Gilbert was born in Logan, Utah, to vaudeville parents who were neglectful and abusive. Eventually his parents settled in California, and by the age of 18 Gilbert was getting work as an extra in films. His first big break was a supporting part in Mary Pickford vehicle Heart o' the Hills in 1919. Gilbert started to get leading man parts in the early 1920s, and became a huge star after he signed with newly-formed Metro-Goldwyn-Mayer. His 1925 film The Big Parade, in which he plays a callow Idle Rich aristocrat who grows up through suffering in World War I, was a massive smash, probably the highest-grossing film of The Roaring '20s.

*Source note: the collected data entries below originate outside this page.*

//! Per-request push budget
//!
//! Lock-free counter with a ceiling: `-1` grants every request, `0` grants
//! none, `N > 0` grants exactly `N` across all threads sharing the budget.

use std::sync::atomic::{AtomicI64, Ordering};

use crossbeam_utils::CachePadded;

/// Ceiling value meaning "no limit"
pub const UNLIMITED: i64 = -1;

/// Maximum number of pushes for one client request
#[derive(Debug)]
pub struct PushBudget {
    ceiling: i64,
    granted: CachePadded<AtomicI64>,
}

impl PushBudget {
    /// Create a budget; any negative ceiling other than `-1` disables pushing
    #[must_use]
    pub fn new(ceiling: i64) -> Self {
        let ceiling = if ceiling < UNLIMITED { 0 } else { ceiling };
        Self {
            ceiling,
            granted: CachePadded::new(AtomicI64::new(0)),
        }
    }

    #[must_use]
    pub fn unlimited() -> Self {
        Self::new(UNLIMITED)
    }

    #[must_use]
    pub fn disabled() -> Self {
        Self::new(0)
    }

    /// Take one push from the budget
    ///
    /// Linearizable: concurrent callers never obtain more grants than the
    /// ceiling allows.
    pub fn try_acquire(&self) -> bool {
        match self.ceiling {
            UNLIMITED => {
                self.granted.fetch_add(1, Ordering::AcqRel);
                true
            }
            0 => false,
            ceiling => self
                .granted
                .fetch_update(Ordering::AcqRel, Ordering::Acquire, |granted| {
                    (granted < ceiling).then_some(granted + 1)
                })
                .is_ok(),
        }
    }

    #[inline]
    #[must_use]
    pub fn ceiling(&self) -> i64 {
        self.ceiling
    }

    /// Pushes granted so far
    #[inline]
    #[must_use]
    pub fn granted(&self) -> i64 {
        self.granted.load(Ordering::Acquire)
    }

    /// Pushes left, `None` when unlimited
    #[must_use]
    pub fn remaining(&self) -> Option<i64> {
        (self.ceiling != UNLIMITED).then(|| (self.ceiling - self.granted()).max(0))
    }
}
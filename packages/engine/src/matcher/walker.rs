//! Depth-first selector evaluation
//!
//! Literal segments descend into one object member or array index, `*` fans
//! out over every member or index in document order. Reaching the end of the
//! selector yields the node whatever its type. A branch that cannot continue
//! is pruned without error.
//!
//! A string or number reached with segments left over is a link boundary:
//! the walk stops and yields that node, and the leftover segments become the
//! selectors forwarded to the related resource.

use std::borrow::Cow;

use serde_json::{Map, Value};

use super::matched::{MatchSet, MatchedNode};
use super::path::{NodePath, PathSegment};
use crate::relation::{DocumentMode, JsonLdContext};
use crate::selector::{Segment, Selector};

/// Evaluates selectors against one decoded document
///
/// In JSON-LD mode the matcher carries the startup context merged with the
/// document's inline `@context`, so a literal written with one vocabulary
/// alias also matches a key emitted with another.
#[derive(Debug, Clone)]
pub struct TreeMatcher<'c> {
    context: Option<Cow<'c, JsonLdContext>>,
}

impl<'c> TreeMatcher<'c> {
    /// Create a matcher for a document under the configured document mode
    #[must_use]
    pub fn new(mode: &'c DocumentMode, document: &Value) -> Self {
        let context = mode.jsonld_context().map(|context| match document.get("@context") {
            Some(inline) => Cow::Owned(context.merged(inline)),
            None => Cow::Borrowed(context),
        });

        Self { context }
    }

    /// A matcher comparing raw keys only
    #[must_use]
    pub fn literal() -> TreeMatcher<'static> {
        TreeMatcher { context: None }
    }

    /// Nodes reached by one selector, in document order
    ///
    /// `index` is recorded on every node as the producing selector.
    #[must_use]
    pub fn find<'v>(&self, document: &'v Value, selector: &Selector, index: usize) -> Vec<MatchedNode<'v>> {
        let mut out = Vec::new();
        let mut path = NodePath::root();
        self.walk(document, selector.segments(), &mut path, index, &mut out);
        out
    }

    /// Union of the nodes reached by every selector
    ///
    /// Selectors are evaluated independently and concatenated in order;
    /// a path reached twice keeps its first position.
    #[must_use]
    pub fn find_all<'v>(&self, document: &'v Value, selectors: &[Selector]) -> MatchSet<'v> {
        let mut set = MatchSet::new();
        for (index, selector) in selectors.iter().enumerate() {
            set.extend(self.find(document, selector, index));
        }
        set
    }

    /// Whether a literal segment designates a document key
    #[must_use]
    pub fn key_matches(&self, literal: &str, key: &str) -> bool {
        if literal == key {
            return true;
        }

        match &self.context {
            Some(context) => match (context.expand(literal), context.expand(key)) {
                (Some(expected), Some(actual)) => expected == actual,
                _ => false,
            },
            None => false,
        }
    }

    /// Segments of `selector` beyond `path`, when `selector` passes through it
    ///
    /// Returns `None` when the selector diverges from the path or ends at or
    /// before it.
    #[must_use]
    pub fn remainder(&self, selector: &Selector, path: &NodePath) -> Option<Selector> {
        if selector.len() <= path.depth() {
            return None;
        }

        let passes_through = selector
            .segments()
            .iter()
            .zip(path.segments())
            .all(|(segment, step)| match (segment, step) {
                (Segment::Wildcard, _) => true,
                (Segment::Literal(literal), PathSegment::Key(key)) => self.key_matches(literal, key),
                (literal @ Segment::Literal(_), PathSegment::Index(index)) => literal.matches_index(*index),
            });

        if passes_through {
            selector.suffix(path.depth())
        } else {
            None
        }
    }

    fn walk<'v>(
        &self,
        value: &'v Value,
        segments: &[Segment],
        path: &mut NodePath,
        selector: usize,
        out: &mut Vec<MatchedNode<'v>>,
    ) {
        let Some((head, rest)) = segments.split_first() else {
            out.push(MatchedNode::new(path.clone(), value, selector));
            return;
        };

        match value {
            Value::Object(map) => match head {
                Segment::Wildcard => {
                    for (key, child) in map {
                        path.push(PathSegment::Key(key.clone()));
                        self.walk(child, rest, path, selector, out);
                        path.pop();
                    }
                }
                Segment::Literal(literal) => {
                    if let Some((key, child)) = self.lookup(map, literal) {
                        path.push(PathSegment::Key(key.to_owned()));
                        self.walk(child, rest, path, selector, out);
                        path.pop();
                    }
                }
            },
            Value::Array(items) => {
                for (index, child) in items.iter().enumerate() {
                    if head.matches_index(index) {
                        path.push(PathSegment::Index(index));
                        self.walk(child, rest, path, selector, out);
                        path.pop();
                    }
                }
            }
            Value::String(_) | Value::Number(_) => {
                out.push(MatchedNode::new(path.clone(), value, selector));
            }
            Value::Bool(_) | Value::Null => {}
        }
    }

    fn lookup<'m>(&self, map: &'m Map<String, Value>, literal: &str) -> Option<(&'m str, &'m Value)> {
        if let Some((key, child)) = map.iter().find(|(key, _)| key.as_str() == literal) {
            return Some((key.as_str(), child));
        }

        let context = self.context.as_ref()?;
        let expected = context.expand(literal)?;
        map.iter()
            .find(|(key, _)| context.expand(key).as_deref() == Some(expected.as_str()))
            .map(|(key, child)| (key.as_str(), child))
    }
}
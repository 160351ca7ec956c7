//! Configuration validation
//!
//! Checks run once at startup, before anything binds or loads.

use std::time::Duration;

use super::defaults::ConfigDefaults;
use super::types::GatewayConfig;

/// Configuration validation result type
pub type ConfigResult<T> = Result<T, ConfigurationError>;

/// Configuration error types
#[derive(Debug, Clone, PartialEq, Eq, thiserror::Error)]
pub enum ConfigurationError {
    #[error("Invalid timeout value: {0}")]
    InvalidTimeout(String),

    #[error("Invalid network address: {0}")]
    InvalidAddress(String),

    #[error("Invalid configuration parameter: {0}")]
    InvalidParameter(String),

    #[error("Missing configuration parameter: {0}")]
    MissingParameter(String),

    #[error("Configuration conflict: {0}")]
    Conflict(String),
}

/// Configuration validation trait
pub trait Validator {
    /// Validates the configuration settings
    ///
    /// # Errors
    ///
    /// Returns a `ConfigurationError` variant if any validation fails:
    /// - `InvalidTimeout` - if the upstream timeout is zero or exceeds one hour
    /// - `InvalidAddress` - if the upstream is not a plain `http://` URL with a host
    /// - `InvalidParameter` - if the push ceiling is below `-1`
    /// - `MissingParameter` - if no upstream is configured
    /// - `Conflict` - if TLS material is half configured, or both document
    ///   modes are requested
    fn validate(&self) -> ConfigResult<()>;
}

/// Common configuration validation utilities
pub struct ConfigValidator;

impl ConfigValidator {
    /// Validate a timeout duration
    ///
    /// # Errors
    ///
    /// Returns `ConfigurationError::InvalidTimeout` if the timeout is zero or
    /// longer than one hour.
    pub fn validate_timeout(timeout: Duration, name: &str) -> ConfigResult<()> {
        if timeout.is_zero() {
            return Err(ConfigurationError::InvalidTimeout(format!("{name} cannot be zero")));
        }

        if timeout > ConfigDefaults::MAX_UPSTREAM_TIMEOUT {
            return Err(ConfigurationError::InvalidTimeout(format!("{name} cannot exceed 1 hour")));
        }

        Ok(())
    }

    /// Validate that a value is at least `min`
    ///
    /// # Errors
    ///
    /// Returns `ConfigurationError::InvalidParameter` when `value < min`.
    pub fn validate_minimum<T>(value: T, min: T, name: &str) -> ConfigResult<()>
    where
        T: PartialOrd + std::fmt::Display + Copy,
    {
        if value < min {
            return Err(ConfigurationError::InvalidParameter(format!(
                "{name} must be at least {min}, got {value}"
            )));
        }

        Ok(())
    }
}

impl Validator for GatewayConfig {
    fn validate(&self) -> ConfigResult<()> {
        let Some(upstream) = &self.upstream else {
            return Err(ConfigurationError::MissingParameter("upstream".to_string()));
        };

        if upstream.scheme() != "http" {
            return Err(ConfigurationError::InvalidAddress(format!(
                "upstream must be an http:// URL, got {upstream}"
            )));
        }
        if upstream.host_str().is_none() {
            return Err(ConfigurationError::InvalidAddress(format!("upstream {upstream} has no host")));
        }

        ConfigValidator::validate_minimum(self.max_pushes, -1, "max_pushes")?;
        ConfigValidator::validate_timeout(self.upstream_timeout, "upstream_timeout")?;

        if self.cert_file.is_some() != self.key_file.is_some() {
            return Err(ConfigurationError::Conflict(
                "cert_file and key_file must be set together".to_string(),
            ));
        }

        if self.openapi_file.is_some() && self.jsonld_context_file.is_some() {
            return Err(ConfigurationError::Conflict(
                "openapi_file and jsonld_context_file select different document modes".to_string(),
            ));
        }

        Ok(())
    }
}
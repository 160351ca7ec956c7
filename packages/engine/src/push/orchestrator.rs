//! Push orchestration
//!
//! For every `preload` match, in match order: resolve the relation,
//! normalize it, derive downstream selectors, deduplicate, then push when the
//! connection and the budget allow it or announce it with a
//! `Link: <target>; rel=preload; as=fetch` header otherwise.
//!
//! Decisions are collected per match index and flushed in that order, so
//! `Link` headers always follow match order whatever the transport does
//! with the pushes it accepted.

use http::{HeaderMap, HeaderValue};
use serde_json::Value;

use super::context::PushContext;
use super::downstream::Downstream;
use super::pusher::Pusher;
use super::url::{Target, UrlNormalizer};
use crate::matcher::{MatchedNode, NodePath, TreeMatcher};
use crate::relation::{RelationResolver, Resolution, Route};
use crate::selector::SelectorSet;

/// Everything the orchestrator reads for one request
pub struct PreloadRequest<'a> {
    pub document: &'a Value,
    pub selectors: &'a SelectorSet,
    pub matcher: &'a TreeMatcher<'a>,
    pub resolver: &'a dyn RelationResolver,
    pub route: Route<'a>,
    pub urls: &'a UrlNormalizer,
    /// Headers every push promise starts from (forwarded host/proto, accept, ...)
    pub push_headers: &'a HeaderMap,
    /// 0 for the client request, parent depth + 1 for pushed sub-requests
    pub depth: usize,
}

/// Result of preload processing, in match order
#[derive(Debug, Clone, Default, PartialEq, Eq)]
pub struct PreloadOutcome {
    /// Targets announced with a `Link` header
    pub links: Vec<String>,
    /// Targets promised to the client
    pub pushed: Vec<String>,
    /// Body values to replace with their query-carrying target
    pub rewrites: Vec<(NodePath, String)>,
}

impl PreloadOutcome {
    /// `Link` header values, in match order
    #[must_use]
    pub fn link_headers(&self) -> Vec<HeaderValue> {
        self.links
            .iter()
            .filter_map(|target| HeaderValue::from_str(&link_value(target)).ok())
            .collect()
    }

    /// Replace every rewritten relation in `document` with its new target
    ///
    /// A string node is replaced, an object node gets its `@id` replaced.
    pub fn apply_rewrites(&self, document: &mut Value) {
        for (path, target) in &self.rewrites {
            let Some(node) = document.pointer_mut(&path.to_pointer()) else {
                continue;
            };
            match node {
                Value::String(url) => *url = target.clone(),
                Value::Object(map) => {
                    map.insert("@id".to_string(), Value::String(target.clone()));
                }
                _ => {}
            }
        }
    }
}

enum Decision {
    Skip,
    Push(String),
    Link(String),
}

/// `Link` header value announcing a preloadable target
#[must_use]
pub fn link_value(target: &str) -> String {
    format!("<{target}>; rel=preload; as=fetch")
}

/// Run the push-or-link decision for every `preload` match of a request
pub fn preload(context: &PushContext, pusher: &dyn Pusher, request: &PreloadRequest<'_>) -> PreloadOutcome {
    let mut outcome = PreloadOutcome::default();
    if request.selectors.preload().is_empty() {
        return outcome;
    }

    let matches = request.matcher.find_all(request.document, request.selectors.preload());
    let decisions: Vec<Decision> = matches
        .iter()
        .map(|node| decide(context, pusher, request, node, &mut outcome.rewrites))
        .collect();

    for decision in decisions {
        match decision {
            Decision::Skip => {}
            Decision::Push(target) => outcome.pushed.push(target),
            Decision::Link(target) => outcome.links.push(target),
        }
    }

    tracing::debug!(
        path = request.route.path,
        depth = request.depth,
        matches = matches.len(),
        pushed = outcome.pushed.len(),
        links = outcome.links.len(),
        "preload processed"
    );

    outcome
}

fn decide(
    context: &PushContext,
    pusher: &dyn Pusher,
    request: &PreloadRequest<'_>,
    node: &MatchedNode<'_>,
    rewrites: &mut Vec<(NodePath, String)>,
) -> Decision {
    let stats = context.stats();

    let Resolution::Relation(relation) = request.resolver.resolve(node, request.document, &request.route) else {
        stats.record_not_relation();
        return Decision::Skip;
    };

    let Some(target) = request.urls.normalize(&relation) else {
        tracing::debug!(relation = %relation, "skipping relation that does not resolve to a URL");
        stats.record_not_relation();
        return Decision::Skip;
    };

    let downstream = Downstream::derive(request.matcher, request.selectors, &node.path);
    let with_query = downstream.apply_query(target.as_str(), request.selectors);
    let target = if with_query == target.as_str() {
        target
    } else {
        rewrites.push((node.path.clone(), with_query.clone()));
        target.with_str(with_query)
    };

    if !context.pushed().insert(target.as_str()) {
        stats.record_deduplicated();
        return Decision::Skip;
    }

    let path = match target {
        Target::Local(path) => path,
        Target::External(url) => {
            stats.record_link();
            return Decision::Link(url);
        }
    };

    if !(pusher.can_push() && context.allows_depth(request.depth) && context.budget().try_acquire()) {
        stats.record_link();
        return Decision::Link(path);
    }

    let mut headers = request.push_headers.clone();
    headers.extend(downstream.headers(request.selectors));

    match pusher.push(&path, headers) {
        Ok(()) => {
            stats.record_push();
            Decision::Push(path)
        }
        Err(e) => {
            tracing::debug!(push_target = %path, error = %e, "push failed, announcing with a Link header");
            stats.record_push_failure();
            stats.record_link();
            Decision::Link(path)
        }
    }
}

Gilbert continued to appear in hit films for the rest of the decade. He had a tempestuous romance with a newcomer from Sweden named Greta Garbo, whom he met on the set of Flesh and the Devil. The chemistry is very obvious onscreen. However, when talking pictures came in at the end of the decade, Gilbert's career went into a swift and terminal collapse. Mythology holds that his voice was too high for talking pictures, but in fact he had a pleasant baritone, as anyone who watches one of his talking pictures will see. The real reason was that his first talking pictures were awful and his acting was over the top, even by silent actor standards; the Singin' in the Rain scene where Gene Kelly kisses his co-star while proclaiming "I love you, I love you, I love you" over and over again was a parody of Gilbert's first talking film, His Glorious Night. (Later films like Downstairs showed that Gilbert had fully mastered acting in sound pictures, but by then it was too late.) Another reason for Gilbert's career tanking was that MGM chief Louis B. Mayer hated Gilbert with a passion, and started giving Gilbert more bad scripts after his first talkies failed.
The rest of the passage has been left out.